Through these selected masterpieces of the repertoire for solo cello, Emmanuelle Bertrand invites us on a journey to the heart of language of popular inspiration.
Composed in 1971 by Benjamin Britten for Mstislav Rostropovich, the Suite for unaccompanied cello No.3 has often been regarded as a sort of private journal of the composer’s, so emotionally charged does it seem. We do not know its exact programme, but the importance of the work’s dedicatee cannot be underestimated in view of the references it contains. It comprises nine movements, the principal elements of which come from three Russian folk themes arranged by Tchaikovsky in his volumes of folksongs for piano and a funeral hymn from the Orthodox liturgy, the Kontakion.
The masterpiece of the Catalan composer Gaspar Cassadó, the Suite for cello composed in 1925 is well known to exponents of the instrument for its virtuoso demands. Its three movements are based on three Spanish folk dances.
Pascal Amoyel’s Itinérance (2003) derives its context above all from a joint project of the composer-pianist and Emmanuelle Bertrand entitled ‘Block 15’, which generated a series of staged concerts based on the testimony of two survivors of Auschwitz concentration camp, Anita Lasker-Wallfisch and Simon Laks; both musicians, they explain in their writings how music and its special status in the camps saved their lives.
The programme ends with Kodály’s Sonata Op.8, probably the most remarkable and most frequently played chamber work of the Hungarian composer.
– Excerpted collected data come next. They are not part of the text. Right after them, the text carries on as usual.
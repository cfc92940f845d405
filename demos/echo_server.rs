use log::*;
use wsengine::{start_server, Event, Message};

#[tokio::main]
async fn main() {
    env_logger::init();

    let mut handle = start_server(9002).await.expect("can't listen");
    info!("listening on: 127.0.0.1:9002");

    while let Some(event) = handle.events.recv().await {
        match event {
            Event::NewClient(id, addr) => info!("new client {id}: {addr}"),
            Event::Message(id, message) => {
                let frame = match message {
                    Message::Text(text) => wsengine::send::format_message(
                        wsengine::frame::OpCode::Text,
                        text.as_bytes(),
                    ),
                    Message::Binary(data) => {
                        wsengine::send::format_message(wsengine::frame::OpCode::Binary, &data)
                    }
                };
                handle.registry.lock().await.send_to(id, frame);
            }
            Event::Disconnect(id, code, reason) => {
                info!("client {id} disconnected: {code} {reason}");
            }
            Event::Error(id, err) => warn!("client {id} error: {err}"),
        }
    }
}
The formal simplicity of its three movements contrasts with the extraordinary technical challenges their inventiveness poses for the interpreter.
Discovered when she won the young soloist category at the Victoires de la Musique Classique in 2001, Emmanuelle Bertrand is one of today’s leading cellists. Her penchant for contemporary music has led her to give the first performances of numerous works dedicated to her, among them pieces by Édith Canat de Chizy, Pascal Amoyel, and Bernard Cavanna (Shanghai Concerto).
A passionate devotee of chamber music and member of the ensemble Les Violoncelles Français, she has appeared in duo repertoire with the pianist Pascal Amoyel since 1999. Her harmonia mundi recordings as a soloist or in tandem with Amoyel have all received prestigious critical accolades in France and abroad.